__INSTRUCTIONS TO FOLLOW__.
Repeat the records below line by line, exactly, finishing on the line that contains "placeholders are compiled".

::: INPUT RECORDS

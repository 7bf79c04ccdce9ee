//! Mark-based request routing.
//!
//! Routes are registered on a [`Collector`] as method and path pattern pairs. Patterns are literal
//! text with `{name}` or `{name:regex}` placeholders; a placeholder without an expression matches
//! one path segment (`[^/]+`).
//!
//! Routes without placeholders end up in exact-match tables. Routes with placeholders are compiled
//! into batches of alternatives, each batch being a single regular expression in which every
//! alternative is wrapped in its own capture group, its _mark_. Dispatching a path costs one table
//! lookup plus at most one expression match per batch.
//!
//! # Examples
//! ```
//! use mark_router::{Collector, DispatchResult, Dispatcher};
//!
//! let mut routes = Collector::new();
//! routes.get("/", "index").unwrap();
//! routes.get("/users/{id:\\d+}", "user").unwrap();
//! routes.post("/users", "create_user").unwrap();
//!
//! let dispatcher = Dispatcher::new(routes.finish());
//!
//! match dispatcher.dispatch("GET", "/users/42") {
//!     DispatchResult::Found { handler, params } => {
//!         assert_eq!(*handler, "user");
//!         assert_eq!(&params["id"], "42");
//!     }
//!     DispatchResult::NotFound => unreachable!(),
//!     DispatchResult::MethodNotAllowed { .. } => unreachable!(),
//! }
//!
//! assert!(matches!(
//!     dispatcher.dispatch("GET", "/users"),
//!     DispatchResult::MethodNotAllowed { .. }
//! ));
//! ```
//!
//! # Crate Features
//! - `unicode` (default): match with the [`regex`] crate; without it, `regex-lite` is used.
//! - `http` (default): accept [`http::Method`] and [`http::Uri`] and map results to status codes.
//!
//! [`regex`]: https://docs.rs/regex

#![deny(rust_2018_idioms, nonstandard_style)]
#![warn(missing_debug_implementations)]

mod collector;
mod compiler;
mod config;
mod de;
mod dispatcher;
mod engine;
mod error;
mod generator;
mod methods;
mod params;
mod parser;

pub use self::collector::{Collector, RouteMap};
pub use self::compiler::{compile, RoutingChunk};
pub use self::config::{RouterConfig, DEFAULT_MAX_GROUPS_PER_BATCH};
pub use self::de::ParamsDeserializer;
pub use self::dispatcher::{DispatchResult, Dispatcher};
pub use self::error::{ParseError, RouteError, UrlGenerationError};
pub use self::generator::{MarkBasedDataGenerator, RouteId, StaticRouteMap, VariableRouteBatch};
pub use self::methods::{IntoMethods, Methods};
pub use self::params::Params;
pub use self::parser::{parse, Placeholder, Segment, DEFAULT_PLACEHOLDER_EXPR};

/// Types a request path can be read from.
pub trait ResourcePath {
    fn path(&self) -> &str;
}

impl ResourcePath for str {
    fn path(&self) -> &str {
        self
    }
}

impl ResourcePath for String {
    fn path(&self) -> &str {
        self.as_str()
    }
}

impl<'a> ResourcePath for &'a str {
    fn path(&self) -> &str {
        self
    }
}

impl ResourcePath for bytestring::ByteString {
    fn path(&self) -> &str {
        self
    }
}

/// Only the path component is routed; the query string is ignored.
#[cfg(feature = "http")]
impl ResourcePath for http::Uri {
    fn path(&self) -> &str {
        http::Uri::path(self)
    }
}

::::::

__ANSWER BOX__.
repository 7bf79c04ccdce9ee
//! Mark-based request routing.
//!
//! Routes are registered on a [`Collector`] as method and path pattern pairs. Patterns are literal
//! text with `{name}` or `{name:regex}` placeholders; a placeholder without an expression matches
//! one path segment (`[^/]+`).
//!
//! Routes without placeholders end up in exact-match tables. Routes with placeholders are compiled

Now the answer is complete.